O tsunami fluvial que encanta, devasta e assusta o Acre
Relato da viagem de dois paulistas açoitados pela crise hídrica à maior cheia da história do estado amazônico.
Enquanto
o sudeste angustia-se com reservatórios de água em situação crítica, e
dá boas vindas às águas de março, o Estado do Acre, no extremo oeste do
país, vive realidade absolutamente oposta. O nível do rio Acre atingiu
os 17,80 metros na segunda-feira (2/03), em Rio Branco, a capital. Com a
cheia histórica, o rio bateu seu próprio recorde de altura, obtido em
1997, quando cravou a cota de 17,66 metros acima do leito normal.
Já
se contam mais de 8.000 desabrigados em todo o Estado, 5.450 apenas na
capital, divididos em cinco abrigos públicos. A cheia atinge 40 dos 212
bairros da cidade. E as águas não param de subir.
Nas
ruas, no comércio, o Acre só fala nisso. Em períodos normais de chuvas,
o rio sobe de seis a oito metros. Nas estações secas, desce três
metros.
“Eu
nunca vi uma situação como esta”, disse Raimundo Nonato da Silva, 85
anos, seringueiro aposentado, que perdeu tudo na atual cheia.
Com
o nível do rio subindo dia após dia, Raimundo foi pouco a pouco subindo
as coisas de casa. A televisão foi para cima do armário, a geladeira
ficou deitada em cima da mesa, roupas escalaram os ganchos mais altos da
rede.
Mas
a cheia do rio surpreendeu e ultrapassou o teto da casa do seringueiro,
no bairro 6 de Agosto –nesta segunda-feira quase totalmente submerso.
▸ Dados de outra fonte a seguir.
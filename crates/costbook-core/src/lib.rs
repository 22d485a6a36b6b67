//! # costbook-core: Pure Costing Logic for Costbook
//!
//! This crate is the **heart** of Costbook. It contains all costing logic
//! as pure functions with zero I/O dependencies.
//!
//! ## Architecture Position
//! ```text
//! ┌─────────────────────────────────────────────────────────────────────────┐
//! │                        Costbook Architecture                            │
//! │                                                                         │
//! │  ┌─────────────────────────────────────────────────────────────────┐   │
//! │  │                    Frontend (React)                             │   │
//! │  │    Materials ──► BOM editor ──► Cost sheets ──► Warnings        │   │
//! │  └─────────────────────────────┬───────────────────────────────────┘   │
//! │                                │ materials + BOM records               │
//! │  ┌─────────────────────────────▼───────────────────────────────────┐   │
//! │  │               ★ costbook-core (THIS CRATE) ★                    │   │
//! │  │                                                                 │   │
//! │  │   ┌───────────┐  ┌───────────┐  ┌───────────┐  ┌───────────┐  │   │
//! │  │   │   types   │  │   money   │  │    bom    │  │cost_sheet │  │   │
//! │  │   │ Material  │  │   Money   │  │ resolver  │  │  pricing  │  │   │
//! │  │   │ BomRecord │  │   Rate    │  │  cycles   │  │  margins  │  │   │
//! │  │   └───────────┘  └───────────┘  └───────────┘  └───────────┘  │   │
//! │  │                                                                 │   │
//! │  │   NO I/O • NO DATABASE • NO NETWORK • PURE FUNCTIONS           │   │
//! │  └─────────────────────────────────────────────────────────────────┘   │
//! │                                │ BomCostMap                             │
//! │  ┌─────────────────────────────▼───────────────────────────────────┐   │
//! │  │           costbook-report (state, config, CLI report)           │   │
//! │  └─────────────────────────────────────────────────────────────────┘   │
//! └─────────────────────────────────────────────────────────────────────────┘
//! ```
//!
//! ## Modules
//!
//! - [`types`] - Domain types (Material, BomRecord, BomLine, BomCostSummary)
//! - [`money`] - Money type with integer cents and rounding helpers
//! - [`bom`] - BOM cost roll-up with cycle detection
//! - [`diagnostics`] - User-facing warnings derived from cost flags
//! - [`purchase`] - Material unit costs derived from purchase records
//! - [`cost_sheet`] - Materials + labor + overhead costing and pricing
//! - [`validation`] - Input validation before records are saved
//! - [`error`] - Domain error types
//!
//! ## Design Principles
//!
//! 1. **Pure Functions**: same input = same output, no hidden state
//! 2. **No I/O**: Database, network, file system access is FORBIDDEN here
//! 3. **Integer Money**: All monetary values are in cents (i64)
//! 4. **Degrade, Don't Fail**: broken references become flags, not errors
//!
//! ## Example Usage
//!
//! ```rust
//! use costbook_core::{compute_bom_cost_map, index_materials, BomLine, BomRecord, Material};
//!
//! let flour = Material::new("Flour", 250).with_id("M1");
//! let dough = BomRecord::new("Dough", 1.0)
//!     .with_id("Sub")
//!     .with_line(BomLine::material("M1", 2.0));
//! let loaf = BomRecord::new("Loaf", 1.0)
//!     .with_id("Top")
//!     .with_line(BomLine::subassembly("Sub", 4.0));
//!
//! let costs = compute_bom_cost_map(&[dough, loaf], &index_materials([&flour]));
//! assert_eq!(costs["Top"].total_cost_cents, 2000);
//! assert!(costs["Top"].is_clean());
//! ```

// =============================================================================
// Module Declarations
// =============================================================================

pub mod bom;
pub mod cost_sheet;
pub mod diagnostics;
pub mod error;
pub mod money;
pub mod purchase;
pub mod types;
pub mod validation;

// =============================================================================
// Re-exports for Convenience
// =============================================================================

pub use bom::{compute_bom_cost_map, summary_for};
pub use cost_sheet::{compute_cost_sheet, CostSheet, CostSheetTotals, PricingStrategy};
pub use diagnostics::BomWarning;
pub use error::{CoreError, CoreResult, ValidationError};
pub use money::Money;
pub use purchase::{apply_purchase_costs, CostMethod, PurchaseRecord};
pub use types::*;

// =============================================================================
// Crate-Level Constants
// =============================================================================

/// Highest target margin a cost sheet accepts, in basis points (99.99%).
pub const MAX_TARGET_MARGIN_BPS: u32 = 9_999;

/// Highest markup a cost sheet accepts, in basis points (1000%).
pub const MAX_MARKUP_BPS: u32 = 100_000;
Isso apesar de a casa ficar em cima de palafitas.
Raimundo
só saiu no último instante, quando um bote de resgate da Defesa Civil
do município propôs-lhe a derradeira chance de ainda tentar a retirada
de umas coisinhas, agora pelo telhado da casa. Não deu tempo.
O
prefeito de Rio Branco, Marcus Alexandre (PT), decretou no domingo o
estado de calamidade pública. Estado e município cancelaram as
atividades normais do funcionalismo e pediram a todos os servidores
públicos que ajudem na assistência aos desabrigados.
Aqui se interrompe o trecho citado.